A small daemon for running benchmarks on my home workstation. Requires systemd.

Written with only my personal use in mind. There's no proper documentation, not much testing done, no stability guarantee, the daemon needs to run as root and there probably are some security issues. Nevertheless, feel free to use and adapt it for your own needs, as long as you don't expect support from me.

Features

Tasks are enqueued by submitting them over a unix socket (e.g. by using the run command of the CLI).

Each task's command is run in an individual transient systemd service. This service is used to limit resources (CPU threads, memory, wall time) and to setup an isolated /tmp tmpfs that is automatically cleared. It is also used to dissuade the OOM killer from targeting a task unless that task exceeds its own memory limit, i.e. to prevent a non-benchrunner program from accidentally taking down benchrunner tasks.

A task is pinned to a fixed set of CPU threads. If a task uses an even number of CPU threads, they are allocated such that they do not share cores on 2-way SMT systems. Additionally user.slice, system.slice and init.scope are excluded from running on a CPU thread that is currently running a task. This is useful to reduce noise when benchmarking, especially when running on a system where the background load varies from time to time, e.g. a desktop machine that you're using.1 Of course there is still noise coming from other shared resources, e.g. memory bandwidth and some levels of cache, for which all concurrently running processes are competing.

A task can also have an optional cleanup command, which is also run if the main command fails, e.g. due to running out of memory. The working directory for the tasks is a temporary directory that persists between the main and cleanup command. This can be used to process the results of an interrupted task.

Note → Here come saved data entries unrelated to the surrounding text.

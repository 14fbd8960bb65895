use crate::{city::CityQuery, target::TargetId};

pub mod aqi;
pub mod weather;

/// Text produced for one target once it settles.
#[derive(Debug, Clone, PartialEq, Eq)]
pub enum Report {
    /// A structured report built from the payload.
    Data(String),
    /// A one-line explanation that no data could be shown.
    Unavailable(String),
}

impl Report {
    pub fn text(&self) -> &str {
        match self {
            Report::Data(text) | Report::Unavailable(text) => text,
        }
    }

    pub fn is_data(&self) -> bool {
        matches!(self, Report::Data(_))
    }
}

pub fn header(target: TargetId) -> &'static str {
    match target {
        TargetId::Weather => weather::HEADER,
        TargetId::AirQuality => aqi::HEADER,
    }
}

/// Route a response body to the formatter of its target.
pub fn format_body(target: TargetId, body: &str, city: &CityQuery) -> Report {
    match target {
        TargetId::Weather => weather::format(body, city),
        TargetId::AirQuality => aqi::format(body, city),
    }
}

/// The "not available" line used when no body could be obtained.
pub fn unavailable(target: TargetId, city: &CityQuery) -> Report {
    let text = match target {
        TargetId::Weather => weather::unavailable(city),
        TargetId::AirQuality => aqi::unavailable(city),
    };
    Report::Unavailable(text)
}
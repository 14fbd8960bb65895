//! Binary crate for the `cityreport` command-line tool.
//!
//! This crate focuses on:
//! - Parsing CLI arguments
//! - Logging setup (stderr, `RUST_LOG`)
//! - Wiring Ctrl-C to cooperative cancellation

use clap::Parser;
use tracing_subscriber::EnvFilter;

mod cli;

#[tokio::main]
async fn main() -> anyhow::Result<()> {
    tracing_subscriber::fmt()
        .with_env_filter(EnvFilter::try_from_default_env().unwrap_or_else(|_| EnvFilter::new("warn")))
        .with_writer(std::io::stderr)
        .init();

    let cmd = cli::Cli::parse();
    cmd.run().await
}
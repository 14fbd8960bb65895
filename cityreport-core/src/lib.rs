//! Core library for the `cityreport` CLI.
//!
//! This crate defines:
//! - City normalization and per-API endpoint construction
//! - Response classification and the per-target exponential backoff controller
//! - The orchestrator that drives both targets concurrently
//! - Weather and air-quality report formatting
//!
//! It is used by `cityreport-cli`, but can also be reused by other binaries or services.

pub mod backoff;
pub mod city;
pub mod classify;
pub mod config;
pub mod console;
pub mod error;
pub mod model;
pub mod orchestrator;
pub mod report;
pub mod target;
pub mod transport;

pub use backoff::{BackoffController, BackoffPolicy, NextStep, Phase, RetryState};
pub use city::CityQuery;
pub use classify::{ClassifiedResponse, ResponseClass, classify};
pub use config::Settings;
pub use console::{Console, StdoutConsole};
#[cfg(any(test, feature = "test-util"))]
pub use console::MemoryConsole;
pub use error::CityReportError;
pub use orchestrator::{Orchestrator, Settled, TargetOutcome};
pub use report::Report;
pub use target::{ApiTarget, TargetId};
pub use transport::{HttpReply, ReqwestTransport, Transport, TransportError};

use tokio_util::sync::CancellationToken;
use tracing::info;

/// Fetch and print weather and air quality for the city named by `words`.
///
/// Fails only for unusable input; every per-target problem is reported on
/// `console` and reflected in the returned outcomes.
pub async fn report_city<S: AsRef<str>>(
    words: &[S],
    settings: &Settings,
    transport: &dyn Transport,
    console: &dyn Console,
    cancel: CancellationToken,
) -> Result<Vec<TargetOutcome>, CityReportError> {
    let city = CityQuery::from_words(words)?;
    let targets = target::targets_from_settings(settings, &city)?;
    info!(%city, "fetching weather and air quality");

    let outcomes = Orchestrator::new(transport, console, settings.backoff)
        .with_cancellation(cancel)
        .run(&targets, &city)
        .await;

    Ok(outcomes)
}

The stats command connects to the daemon and outputs the number of currently running and queued tasks every time one of them changes.

The start command starts the daemon as a systemd service. It requires you to specify the maximal resources (threads and memory) to be used by benchrunner.

WARNING: you need to specify a memory limit that is below your current (and usual) amount of free memory or bad things may happen. Benchrunner expects that it is free to use the specified amount at all times and will cause the OOM killer to kill non-benchrunner processes if it can't.

The start command uses sudo and systemd-run to create a transient system service for the daemon. While the daemon needs to run as root to control systemd and the tasks are also system services, the task's commands are run as the user running the start command.

Optionally -f can be used with the start command to keep the daemon in the foreground in the current terminal.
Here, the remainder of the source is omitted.